The 46-year-old San Jacinto resident said the only time he dipped his toe into the world of casino gambling, he put aside a few hundred dollars and went to one of lavish Southern California gaming centers.
“I said as soon as it’s gone, I’m done,” Pierce said. “I won a little, lost a little more. Gained a little, lost a little more. Gained a little, lost more.
“Very quickly, you know, after about three or four hours the $200 was gone and I walked out and never came back.”
Now Pierce plans to walk through that door again, but this time through the employee entrance.
Facing a career change in his 40s, Pierce recently enrolled in Mt. San Jacinto College’s two-year casino dealer program at the community college’s Temecula Education Complex.
The non-credit vocational training certificate lasts eight weeks and costs $1,000. MSJC offers separate courses for table games and poker games. Private school fees can typically range from $1,200 to $2,500, depending on the program.
There are more than a dozen casinos within a two-hour drive of the school and according to Peter Harrison, who operates a private casino dealer school in Temecula, now is the time.
“There’s a lot of demand for dealers right now,” said Harrison, owner of Jack Black Casino Dealer School, which has operated in and around the Inland Empire since 2001.
MSJC Director of Community Education and Workplace Training Teri Safranek helped launch the program after starting a similar program at Palomar College earlier in the 2000s. She said he has eventually discontinued when the college closed its community education program.
Tribal gaming is said to be a $30 billion industry in the United States, with California controlling a huge slice of that $7 billion+ pie, according to the Indian Gaming Industry report produced by California economist Alan Meister.
Enrico Butta, a former Palomar instructor who is now a consultant for the MSJC program, said a lot has changed in his 26 years working in the gambling industry in Las Vegas and South America. California as a dealer and teacher.
“It’s become a more generally acceptable thing to do,” Butta said.
School officials say that after receiving their certificates, students can earn between $55,000 and $85,000 a year as a casino dealer.

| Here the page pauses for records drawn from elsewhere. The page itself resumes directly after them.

//! # Profile Store Module
//!
//! Owns the durable collection of named profiles and the `current`
//! selection, and keeps what is pushed to the wheel consistent with it.
//! Activation is delegated to the [`ParameterChannel`].
//!
//! ## Persistence
//! Every successful mutation rewrites the whole document exactly once.
//! Rejected operations neither mutate nor write. A failed write is logged
//! and the in-memory store carries on, so memory and disk may diverge until
//! the next successful write.

use anyhow::{anyhow, Result};
use log::{error, info, warn};
use std::path::{Path, PathBuf};

use crate::channel::ParameterChannel;
use crate::error::PaddockError;
use crate::parameter::ParameterValues;
use crate::persist;
use crate::profile::{Profile, ProfileDocument, DEFAULT_PROFILE_NAME};

#[derive(Debug)]
pub struct ProfileStore {
    path: PathBuf,
    document: ProfileDocument,
}

impl ProfileStore {
    /// Loads the store at `path` and activates the current profile.
    ///
    /// - No document: the default store is created, written and activated.
    /// - Invalid document: the default store is used in memory and the file
    ///   is left untouched.
    pub fn open(path: impl Into<PathBuf>, channel: &mut ParameterChannel) -> Self {
        let path = path.into();
        let store = if !path.exists() {
            info!("[STORE] No profiles at {}, creating defaults", path.display());
            let store = Self {
                path,
                document: ProfileDocument::default(),
            };
            store.persist();
            store
        } else {
            let document = match Self::read(&path) {
                Ok(document) => document,
                Err(e) => {
                    warn!("[STORE] Ignoring stored profiles: {:#}", e);
                    ProfileDocument::default()
                }
            };
            Self { path, document }
        };

        store.activate_current(channel);
        store
    }

    /// Reads and validates the document at `path` without activating it.
    pub fn read(path: &Path) -> Result<ProfileDocument> {
        let document: ProfileDocument = persist::read_json(path)?;
        document
            .validate()
            .map_err(|reason| anyhow!("invalid profile document: {}", reason))?;
        Ok(document)
    }

    /// Writes the whole document to disk.
    pub fn save(&self) -> Result<()> {
        persist::write_json(&self.document, &self.path)
    }

    fn persist(&self) {
        if let Err(e) = self.save() {
            error!("[STORE] Failed to save profiles: {:#}", e);
        }
    }

    fn activate_current(&self, channel: &mut ParameterChannel) {
        match self.current_profile() {
            Some(profile) => channel.apply_profile(profile),
            None => warn!("[STORE] Current profile \"{}\" not found", self.document.current),
        }
    }

    pub fn path(&self) -> &Path {
        &self.path
    }

    pub fn document(&self) -> &ProfileDocument {
        &self.document
    }

    pub fn current_name(&self) -> &str {
        &self.document.current
    }

    pub fn current_profile(&self) -> Option<&Profile> {
        self.document.find(&self.document.current)
    }

    pub fn profile_names(&self) -> Vec<String> {
        self.document.names()
    }

    /// Makes `name` current, pushes all of its values and persists.
    pub fn select_profile(
        &mut self,
        name: &str,
        channel: &mut ParameterChannel,
    ) -> Result<(), PaddockError> {
        if !self.document.contains(name) {
            return Err(PaddockError::ProfileNotFound(name.to_string()));
        }
        self.document.current = name.to_string();
        info!("[STORE] Selected profile \"{}\"", name);
        self.activate_current(channel);
        self.persist();
        Ok(())
    }

    /// Appends a copy of `baseline` named `name`, selects and activates it.
    pub fn create_profile(
        &mut self,
        name: &str,
        baseline: &ParameterValues,
        channel: &mut ParameterChannel,
    ) -> Result<(), PaddockError> {
        if self.document.contains(name) {
            return Err(PaddockError::DuplicateProfileName(name.to_string()));
        }
        self.document.profiles.push(Profile::new(name, baseline.clamped()));
        self.document.current = name.to_string();
        info!("[STORE] Created profile \"{}\"", name);
        self.activate_current(channel);
        self.persist();
        Ok(())
    }

    /// Overwrites the current profile's values and persists.
    ///
    /// Values are held to their catalog ranges so the document always
    /// reloads. Nothing is pushed: the values are assumed to be live already.
    pub fn update_current_profile(&mut self, values: &ParameterValues) {
        let current = self.document.current.clone();
        match self.document.find_mut(&current) {
            Some(profile) => {
                profile.values = values.clamped();
                info!("[STORE] Saved profile \"{}\"", current);
                self.persist();
            }
            None => warn!("[STORE] Current profile \"{}\" not found", current),
        }
    }

    /// Removes the current profile, falls back to "Default" and activates it.
    ///
    /// The "Default" profile itself is protected.
    pub fn delete_current_profile(
        &mut self,
        channel: &mut ParameterChannel,
    ) -> Result<(), PaddockError> {
        let current = self.document.current.clone();
        if current == DEFAULT_PROFILE_NAME {
            return Err(PaddockError::DefaultProfileProtected);
        }
        let before = self.document.profiles.len();
        self.document.profiles.retain(|p| p.name != current);
        if self.document.profiles.len() == before {
            return Err(PaddockError::ProfileNotFound(current));
        }
        self.document.current = DEFAULT_PROFILE_NAME.to_string();
        info!("[STORE] Deleted profile \"{}\"", current);
        self.activate_current(channel);
        self.persist();
        Ok(())
    }
}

Pechanga Resort and Casino vice president of table game operations Mike May said there aren’t many public colleges that offer such programs. He didn’t know of any others in the area.
“We always prefer someone to go to a more structured school environment,” May said.
The real test for students comes when they compete for an “audition” – the business term for a job interview at a casino.
“Everything comes out,” May said. “You have to audition, manage the tokens, do what we want you to do.”
Despite his inexperience, Pierce said he was a quick learner and looked forward to the challenge of learning new skills.
“It’s an eight-week, self-paced course and if you don’t get it after eight weeks, you can keep practicing and working with the instructors until you get it,” Pierce said. .
Or, as Kenny Rogers said, you have to know when to hold them.